• Exercise details
Lines from the first one down to the one containing "use url::form_urlencoded;" in the data below are the only ones needed; please return them exactly, both ends included.

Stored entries

//! Shareable encodings of a session.
//!
//! - [`PairingToken`]: deep link or flat JSON carrying the session fields
//! - [`SessionDescription`] blobs: base64 JSON SDP for offline handshakes
//! - [`PairingCode`]: six-digit numeric alias of a session
//! - display helpers for room identifiers and join keys

mod code;
mod display;
mod offer;
mod token;

pub use code::PairingCode;
pub use display::{format_join_key, format_room_id};
pub use offer::{SdpKind, SessionDescription, decode_offer_blob, encode_offer_blob};
pub use token::PairingToken;
//! Room registry for the relay server.
//!
//! A room is identified by `(room, channel)`. The first member fixes the join
//! key; a room holds at most two members.

use std::collections::HashMap;
use std::fmt;
use std::sync::atomic::{AtomicU64, Ordering};

use parking_lot::Mutex;
use thiserror::Error;
use tokio::sync::mpsc;
use tracing::{debug, trace};
use url::form_urlencoded;

use crate::core::{
    CHANNEL_TRANSPORT, MAX_ROOM_MEMBERS, RELAY_QUERY_CHANNEL, RELAY_QUERY_KEY, RELAY_QUERY_ROOM,
};

/// Why a connection was refused.
#[derive(Debug, Error, Clone, PartialEq, Eq)]
pub enum AdmitError {
    /// A required query parameter is absent or empty.
    #[error("missing query parameter `{0}`")]
    MissingParameter(&'static str),

    /// The join key differs from the one the room was opened with.
    #[error("join key does not match the room")]
    KeyMismatch,

    /// The room already has both members.
    #[error("room is full")]
    RoomFull,

    /// The registry holds its maximum number of rooms.
    #[error("too many rooms")]
    TooManyRooms,
}

impl AdmitError {
    /// HTTP status answered to the upgrade request.
    pub fn status(&self) -> u16 {
        match self {
            Self::MissingParameter(_) => 400,
            Self::KeyMismatch | Self::RoomFull => 409,
            Self::TooManyRooms => 503,
        }
    }
}

/// Parameters of an upgrade request.
#[derive(Debug, Clone, PartialEq, Eq)]
pub struct JoinRequest {
    /// Room identifier.
    pub room: String,
    /// Join key.
    pub key: String,
    /// Channel within the room.
    pub channel: String,
}

impl JoinRequest {
    /// Read `room`, `key` and `channel` from a query string.
    pub fn from_query(query: Option<&str>) -> Result<Self, AdmitError> {
        let (mut room, mut key, mut channel) = (None, None, None);
        for (name, value) in form_urlencoded::parse(query.unwrap_or("").as_bytes()) {
            let slot = match name.as_ref() {
                RELAY_QUERY_ROOM => &mut room,
                RELAY_QUERY_KEY => &mut key,
                RELAY_QUERY_CHANNEL => &mut channel,
                _ => continue,
            };
            if !value.is_empty() {
                *slot = Some(value.into_owned());
            }
        }

        Ok(Self {
            room: room.ok_or(AdmitError::MissingParameter(RELAY_QUERY_ROOM))?,
            key: key.ok_or(AdmitError::MissingParameter(RELAY_QUERY_KEY))?,
            channel: channel.unwrap_or_else(|| CHANNEL_TRANSPORT.to_string()),
        })
    }
}

/// Registry key of a room.
#[derive(Debug, Clone, PartialEq, Eq, Hash)]
pub struct RoomKey {
    /// Room identifier.
    pub room: String,
    /// Channel within the room.
    pub channel: String,
}

impl fmt::Display for RoomKey {
    fn fmt(&self, f: &mut fmt::Formatter<'_>) -> fmt::Result {
        write!(f, "{}/{}", self.room, self.channel)
    }
}

/// A member's place in a room.
#[derive(Debug)]
pub struct Admission {
    /// The room joined.
    pub room: RoomKey,
    /// Member identifier, unique within the registry.
    pub member: u64,
    /// Frames from the other members.
    pub outbound: mpsc::UnboundedReceiver<String>,
}

struct Room {
    join_key: String,
    members: Vec<(u64, mpsc::UnboundedSender<String>)>,
}

/// All rooms of a relay server.
pub struct RoomRegistry {
    max_rooms: usize,
    next_member: AtomicU64,
    rooms: Mutex<HashMap<RoomKey, Room>>,
}

impl RoomRegistry {
    /// Empty registry holding at most `max_rooms` rooms.
    pub fn new(max_rooms: usize) -> Self {
        Self {
            max_rooms,
            next_member: AtomicU64::new(1),
            rooms: Mutex::new(HashMap::new()),
        }
    }

    /// Admit a member into the room named by `request`.
    pub fn admit(&self, request: JoinRequest) -> Result<Admission, AdmitError> {
        let key = RoomKey {
            room: request.room,
            channel: request.channel,
        };
        let mut rooms = self.rooms.lock();

        if !rooms.contains_key(&key) && rooms.len() >= self.max_rooms {
            return Err(AdmitError::TooManyRooms);
        }
        let room = rooms.entry(key.clone()).or_insert_with(|| Room {
            join_key: request.key.clone(),
            members: Vec::with_capacity(MAX_ROOM_MEMBERS),
        });
        if room.join_key != request.key {
            return Err(AdmitError::KeyMismatch);
        }
        if room.members.len() >= MAX_ROOM_MEMBERS {
            return Err(AdmitError::RoomFull);
        }

        let member = self.next_member.fetch_add(1, Ordering::Relaxed);
        let (tx, outbound) = mpsc::unbounded_channel();
        room.members.push((member, tx));
        debug!(room = %key, member, members = room.members.len(), "member joined");

        Ok(Admission {
            room: key,
            member,
            outbound,
        })
    }

    /// Forward `frame` to every member of `room` except `from`.
    ///
    /// Returns the number of members reached.
    pub fn broadcast(&self, room: &RoomKey, from: u64, frame: &str) -> usize {
        let rooms = self.rooms.lock();
        let Some(entry) = rooms.get(room) else {
            return 0;
        };
        let reached = entry
            .members
            .iter()
            .filter(|(id, _)| *id != from)
            .filter(|(_, tx)| tx.send(frame.to_string()).is_ok())
            .count();
        trace!(%room, from, reached, "frame relayed");
        reached
    }

    /// Remove `member`; the room goes away with its last member.
    pub fn leave(&self, room: &RoomKey, member: u64) {
        let mut rooms = self.rooms.lock();
        if let Some(entry) = rooms.get_mut(room) {
            entry.members.retain(|(id, _)| *id != member);
            if entry.members.is_empty() {
                rooms.remove(room);
                debug!(%room, "room closed");
            }
        }
    }

    /// Number of open rooms.
    pub fn room_count(&self) -> usize {
        self.rooms.lock().len()
    }

    /// Number of members in `room`.
    pub fn member_count(&self, room: &RoomKey) -> usize {
        self.rooms
            .lock()
            .get(room)
            .map_or(0, |entry| entry.members.len())
    }
}

#[cfg(test)]
mod tests {
    use super::*;

    fn request(room: &str, key: &str) -> JoinRequest {
        JoinRequest {
            room: room.into(),
            key: key.into(),
            channel: CHANNEL_TRANSPORT.into(),
        }
    }

    #[test]
    fn test_query_parsing() {
        let parsed =
            JoinRequest::from_query(Some("room=room_1_abc&key=key_xyz&channel=signaling")).unwrap();
        assert_eq!(parsed.room, "room_1_abc");
        assert_eq!(parsed.key, "key_xyz");
        assert_eq!(parsed.channel, "signaling");

        let defaulted = JoinRequest::from_query(Some("room=r&key=k")).unwrap();
        assert_eq!(defaulted.channel, CHANNEL_TRANSPORT);

        assert_eq!(
            JoinRequest::from_query(Some("key=k")),
            Err(AdmitError::MissingParameter("room"))
        );
        assert_eq!(
            JoinRequest::from_query(Some("room=r&key=")),
            Err(AdmitError::MissingParameter("key"))
        );
        assert_eq!(
            JoinRequest::from_query(None),
            Err(AdmitError::MissingParameter("room"))
        );
    }

    #[test]
    fn test_first_member_fixes_key() {
        let registry = RoomRegistry::new(8);
        let first = registry.admit(request("room_a", "key_1")).unwrap();

        let err = registry.admit(request("room_a", "key_2")).unwrap_err();
        assert_eq!(err, AdmitError::KeyMismatch);
        assert_eq!(err.status(), 409);
        assert_eq!(registry.member_count(&first.room), 1);
    }

    #[test]
    fn test_room_holds_two_members() {
        let registry = RoomRegistry::new(8);
        let _a = registry.admit(request("room_a", "key_1")).unwrap();
        let _b = registry.admit(request("room_a", "key_1")).unwrap();

        let err = registry.admit(request("room_a", "key_1")).unwrap_err();
        assert_eq!(err, AdmitError::RoomFull);
        assert_eq!(err.status(), 409);
    }

    #[test]
    fn test_channels_are_separate_rooms() {
        let registry = RoomRegistry::new(8);
        let _a = registry.admit(request("room_a", "key_1")).unwrap();
        let _b = registry.admit(request("room_a", "key_1")).unwrap();
        let signaling = registry
            .admit(JoinRequest {
                channel: "signaling".into(),
                ..request("room_a", "key_1")
            })
            .unwrap();

        assert_eq!(registry.room_count(), 2);
        assert_eq!(registry.member_count(&signaling.room), 1);
    }

    #[test]
    fn test_room_limit() {
        let registry = RoomRegistry::new(1);
        let _a = registry.admit(request("room_a", "key_1")).unwrap();

        let err = registry.admit(request("room_b", "key_1")).unwrap_err();
        assert_eq!(err, AdmitError::TooManyRooms);
        assert_eq!(err.status(), 503);
        assert!(registry.admit(request("room_a", "key_1")).is_ok());
    }

    #[test]
    fn test_broadcast_skips_sender() {
        let registry = RoomRegistry::new(8);
        let mut a = registry.admit(request("room_a", "key_1")).unwrap();
        let mut b = registry.admit(request("room_a", "key_1")).unwrap();

        assert_eq!(registry.broadcast(&a.room, a.member, "{\"type\":\"ping\"}"), 1);
        assert_eq!(b.outbound.try_recv().unwrap(), "{\"type\":\"ping\"}");
        assert!(a.outbound.try_recv().is_err());
    }

    #[test]
    fn test_last_leave_closes_room() {
        let registry = RoomRegistry::new(8);
        let a = registry.admit(request("room_a", "key_1")).unwrap();
        let b = registry.admit(request("room_a", "key_1")).unwrap();

        registry.leave(&a.room, a.member);
        assert_eq!(registry.member_count(&b.room), 1);
        registry.leave(&b.room, b.member);
        assert_eq!(registry.room_count(), 0);

        // A fresh room may pick a new key.
        assert!(registry.admit(request("room_a", "key_2")).is_ok());
    }
}
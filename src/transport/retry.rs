//! Reconnection backoff.
//!
//! Two schedules are used: exponential for the relay socket and linear for
//! the parent-side supervisor that rebuilds whole transports.

use std::time::Duration;

use crate::core::{
    RELAY_BACKOFF_MULTIPLIER, RELAY_INITIAL_BACKOFF, RELAY_MAX_BACKOFF, RELAY_MAX_RECONNECTS,
    SUPERVISOR_DELAY_STEP, SUPERVISOR_MAX_ATTEMPTS,
};

/// Delay growth between attempts.
#[derive(Debug, Clone, Copy, PartialEq, Eq)]
pub enum Backoff {
    /// `initial × multiplier^(attempt-1)`, capped at `max`.
    Exponential {
        /// First delay.
        initial: Duration,
        /// Growth factor.
        multiplier: u32,
        /// Cap.
        max: Duration,
    },
    /// `step × attempt`.
    Linear {
        /// Delay unit.
        step: Duration,
    },
}

/// A bounded retry schedule.
#[derive(Debug, Clone, Copy, PartialEq, Eq)]
pub struct RetryPolicy {
    /// Delay growth.
    pub backoff: Backoff,
    /// Attempts before giving up.
    pub max_attempts: u32,
}

impl RetryPolicy {
    /// Relay socket schedule: 1s, 2s, 4s, 8s, 16s.
    pub fn relay() -> Self {
        Self {
            backoff: Backoff::Exponential {
                initial: RELAY_INITIAL_BACKOFF,
                multiplier: RELAY_BACKOFF_MULTIPLIER,
                max: RELAY_MAX_BACKOFF,
            },
            max_attempts: RELAY_MAX_RECONNECTS,
        }
    }

    /// Supervisor schedule: 2s, 4s, 6s, 8s, 10s.
    pub fn supervisor() -> Self {
        Self {
            backoff: Backoff::Linear {
                step: SUPERVISOR_DELAY_STEP,
            },
            max_attempts: SUPERVISOR_MAX_ATTEMPTS,
        }
    }

    /// A schedule that never retries.
    pub fn never() -> Self {
        Self {
            backoff: Backoff::Linear {
                step: Duration::ZERO,
            },
            max_attempts: 0,
        }
    }

    /// Delay before 1-based `attempt`.
    pub fn delay_for(&self, attempt: u32) -> Duration {
        let attempt = attempt.max(1);
        match self.backoff {
            Backoff::Exponential {
                initial,
                multiplier,
                max,
            } => {
                let factor = multiplier.saturating_pow(attempt - 1);
                initial.saturating_mul(factor).min(max)
            }
            Backoff::Linear { step } => step.saturating_mul(attempt),
        }
    }
}

/// Attempt counter over a [`RetryPolicy`].
#[derive(Debug, Clone)]
pub struct RetryState {
    policy: RetryPolicy,
    attempts: u32,
}

impl RetryState {
    /// Start counting from zero.
    pub fn new(policy: RetryPolicy) -> Self {
        Self {
            policy,
            attempts: 0,
        }
    }

    /// Consume one attempt.
    ///
    /// Returns the 1-based attempt number and its delay, or `None` once the
    /// schedule is exhausted.
    pub fn next_attempt(&mut self) -> Option<(u32, Duration)> {
        if self.is_exhausted() {
            return None;
        }
        self.attempts += 1;
        Some((self.attempts, self.policy.delay_for(self.attempts)))
    }

    /// Reset after a successful open.
    pub fn on_success(&mut self) {
        self.attempts = 0;
    }

    /// Attempts consumed since the last success.
    pub fn attempts(&self) -> u32 {
        self.attempts
    }

    /// No attempts left.
    pub fn is_exhausted(&self) -> bool {
        self.attempts >= self.policy.max_attempts
    }
}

• Response to the exercise
//! Shareable encodings of a session.
//!
//! - [`PairingToken`]: deep link or flat JSON carrying the session fields
//! - [`SessionDescription`] blobs: base64 JSON SDP for offline handshakes
//! - [`PairingCode`]: six-digit numeric alias of a session
//! - display helpers for room identifiers and join keys

mod code;
mod display;
mod offer;
mod token;

pub use code::PairingCode;
pub use display::{format_join_key, format_room_id};
pub use offer::{SdpKind, SessionDescription, decode_offer_blob, encode_offer_blob};
pub use token::PairingToken;
//! Room registry for the relay server.
//!
//! A room is identified by `(room, channel)`. The first member fixes the join
//! key; a room holds at most two members.

use std::collections::HashMap;
use std::fmt;
use std::sync::atomic::{AtomicU64, Ordering};

use parking_lot::Mutex;
use thiserror::Error;
use tokio::sync::mpsc;
use tracing::{debug, trace};
use url::form_urlencoded;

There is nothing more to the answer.